## Exercise prompt
Each line of the data below that holds the word "insert" is to be reported in full.

## Given data

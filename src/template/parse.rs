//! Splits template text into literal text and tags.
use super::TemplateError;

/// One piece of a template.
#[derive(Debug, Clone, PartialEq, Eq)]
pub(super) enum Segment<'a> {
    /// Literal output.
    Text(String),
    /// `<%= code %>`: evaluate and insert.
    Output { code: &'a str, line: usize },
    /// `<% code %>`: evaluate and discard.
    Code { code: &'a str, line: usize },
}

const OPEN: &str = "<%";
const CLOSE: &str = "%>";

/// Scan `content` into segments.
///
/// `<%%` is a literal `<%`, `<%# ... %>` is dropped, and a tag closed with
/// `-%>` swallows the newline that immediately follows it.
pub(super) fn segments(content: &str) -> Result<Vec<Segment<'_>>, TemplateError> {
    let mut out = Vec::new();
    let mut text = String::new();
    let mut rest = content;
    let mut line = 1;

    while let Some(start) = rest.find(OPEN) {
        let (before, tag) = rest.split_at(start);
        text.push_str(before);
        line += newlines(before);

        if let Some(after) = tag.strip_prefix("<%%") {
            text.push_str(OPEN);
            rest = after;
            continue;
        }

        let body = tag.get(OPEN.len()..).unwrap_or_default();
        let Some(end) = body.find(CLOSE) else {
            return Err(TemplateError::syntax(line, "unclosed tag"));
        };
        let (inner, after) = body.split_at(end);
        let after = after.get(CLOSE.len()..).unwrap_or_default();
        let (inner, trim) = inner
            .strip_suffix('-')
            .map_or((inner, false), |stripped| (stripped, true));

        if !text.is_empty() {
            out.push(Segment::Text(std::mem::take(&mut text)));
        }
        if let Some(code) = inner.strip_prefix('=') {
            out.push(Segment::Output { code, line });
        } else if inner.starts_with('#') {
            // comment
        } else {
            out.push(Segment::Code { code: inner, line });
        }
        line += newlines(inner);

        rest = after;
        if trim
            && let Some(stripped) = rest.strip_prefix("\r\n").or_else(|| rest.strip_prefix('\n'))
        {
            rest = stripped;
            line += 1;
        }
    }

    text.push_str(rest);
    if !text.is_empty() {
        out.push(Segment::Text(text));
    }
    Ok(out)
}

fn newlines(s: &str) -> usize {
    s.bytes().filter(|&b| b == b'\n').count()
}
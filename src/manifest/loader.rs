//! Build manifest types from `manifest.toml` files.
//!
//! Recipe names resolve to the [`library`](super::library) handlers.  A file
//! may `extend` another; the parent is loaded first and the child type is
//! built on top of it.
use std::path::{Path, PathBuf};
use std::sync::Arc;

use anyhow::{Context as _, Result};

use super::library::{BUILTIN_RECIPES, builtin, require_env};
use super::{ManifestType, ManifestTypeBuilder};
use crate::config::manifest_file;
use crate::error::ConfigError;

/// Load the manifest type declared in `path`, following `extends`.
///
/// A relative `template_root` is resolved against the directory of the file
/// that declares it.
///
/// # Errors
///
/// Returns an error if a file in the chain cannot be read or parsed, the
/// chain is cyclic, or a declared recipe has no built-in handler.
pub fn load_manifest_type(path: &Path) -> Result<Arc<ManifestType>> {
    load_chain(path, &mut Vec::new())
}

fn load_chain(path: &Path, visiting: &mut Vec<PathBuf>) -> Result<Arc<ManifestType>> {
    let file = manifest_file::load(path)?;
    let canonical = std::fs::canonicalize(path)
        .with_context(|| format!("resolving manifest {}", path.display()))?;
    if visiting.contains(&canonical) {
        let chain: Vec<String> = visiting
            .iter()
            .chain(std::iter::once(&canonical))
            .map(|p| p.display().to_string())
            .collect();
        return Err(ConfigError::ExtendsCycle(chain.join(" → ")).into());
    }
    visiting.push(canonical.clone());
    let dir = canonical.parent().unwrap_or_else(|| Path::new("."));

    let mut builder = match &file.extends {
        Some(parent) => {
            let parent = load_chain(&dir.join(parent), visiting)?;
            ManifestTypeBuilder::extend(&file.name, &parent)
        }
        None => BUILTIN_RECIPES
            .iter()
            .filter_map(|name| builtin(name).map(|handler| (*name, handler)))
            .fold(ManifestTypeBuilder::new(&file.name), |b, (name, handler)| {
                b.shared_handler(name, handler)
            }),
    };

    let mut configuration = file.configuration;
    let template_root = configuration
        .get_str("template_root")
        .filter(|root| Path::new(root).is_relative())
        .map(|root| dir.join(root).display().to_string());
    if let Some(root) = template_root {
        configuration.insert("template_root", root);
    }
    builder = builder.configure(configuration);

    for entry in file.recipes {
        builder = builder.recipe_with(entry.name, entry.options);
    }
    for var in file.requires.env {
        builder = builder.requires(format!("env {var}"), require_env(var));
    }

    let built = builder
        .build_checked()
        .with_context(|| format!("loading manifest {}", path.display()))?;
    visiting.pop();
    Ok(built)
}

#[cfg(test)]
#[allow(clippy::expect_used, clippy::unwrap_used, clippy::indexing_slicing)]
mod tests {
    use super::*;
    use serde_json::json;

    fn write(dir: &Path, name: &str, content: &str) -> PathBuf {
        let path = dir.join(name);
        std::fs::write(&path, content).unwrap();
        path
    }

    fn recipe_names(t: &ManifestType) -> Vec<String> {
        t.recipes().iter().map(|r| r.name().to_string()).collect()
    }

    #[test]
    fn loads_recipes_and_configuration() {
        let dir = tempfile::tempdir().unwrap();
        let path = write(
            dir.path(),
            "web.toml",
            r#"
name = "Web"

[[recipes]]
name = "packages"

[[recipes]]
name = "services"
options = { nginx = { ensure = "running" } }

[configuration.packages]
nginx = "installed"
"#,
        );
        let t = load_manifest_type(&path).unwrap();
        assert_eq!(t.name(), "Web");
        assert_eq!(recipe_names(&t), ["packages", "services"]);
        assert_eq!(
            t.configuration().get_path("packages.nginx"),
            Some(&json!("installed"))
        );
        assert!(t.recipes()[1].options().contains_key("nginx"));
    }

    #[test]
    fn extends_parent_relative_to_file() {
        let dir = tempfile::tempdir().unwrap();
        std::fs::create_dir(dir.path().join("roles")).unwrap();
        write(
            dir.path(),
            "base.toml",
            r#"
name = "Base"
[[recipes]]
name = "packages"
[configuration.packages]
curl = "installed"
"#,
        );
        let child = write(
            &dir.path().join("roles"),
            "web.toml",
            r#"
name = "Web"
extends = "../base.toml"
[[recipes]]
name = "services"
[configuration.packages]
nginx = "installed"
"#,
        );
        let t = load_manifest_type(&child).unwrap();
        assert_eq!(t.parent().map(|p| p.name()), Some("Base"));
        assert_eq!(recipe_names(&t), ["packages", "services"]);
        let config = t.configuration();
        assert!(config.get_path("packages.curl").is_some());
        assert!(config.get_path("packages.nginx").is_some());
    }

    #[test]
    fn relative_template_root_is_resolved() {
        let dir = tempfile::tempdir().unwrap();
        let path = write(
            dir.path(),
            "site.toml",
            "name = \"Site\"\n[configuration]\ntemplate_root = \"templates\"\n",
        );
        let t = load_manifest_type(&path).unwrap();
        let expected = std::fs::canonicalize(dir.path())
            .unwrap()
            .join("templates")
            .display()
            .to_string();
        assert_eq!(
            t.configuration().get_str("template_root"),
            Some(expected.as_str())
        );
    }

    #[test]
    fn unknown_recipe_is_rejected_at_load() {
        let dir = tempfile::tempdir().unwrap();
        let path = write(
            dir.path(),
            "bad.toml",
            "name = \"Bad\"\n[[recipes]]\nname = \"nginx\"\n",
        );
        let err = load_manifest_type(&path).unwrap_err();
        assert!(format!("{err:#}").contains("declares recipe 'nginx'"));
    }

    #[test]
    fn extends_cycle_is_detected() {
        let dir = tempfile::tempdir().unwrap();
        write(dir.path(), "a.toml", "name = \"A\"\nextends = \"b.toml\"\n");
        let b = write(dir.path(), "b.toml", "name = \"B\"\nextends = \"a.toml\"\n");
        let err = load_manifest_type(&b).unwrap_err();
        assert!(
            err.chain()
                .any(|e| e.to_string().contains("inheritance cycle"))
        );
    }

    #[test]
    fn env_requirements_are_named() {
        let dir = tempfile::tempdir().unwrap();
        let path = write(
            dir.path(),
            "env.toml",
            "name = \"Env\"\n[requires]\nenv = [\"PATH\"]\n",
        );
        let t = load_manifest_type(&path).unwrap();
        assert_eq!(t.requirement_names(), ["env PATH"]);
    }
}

## Solution
    /// `<%= code %>`: evaluate and insert.
        configuration.insert("template_root", root);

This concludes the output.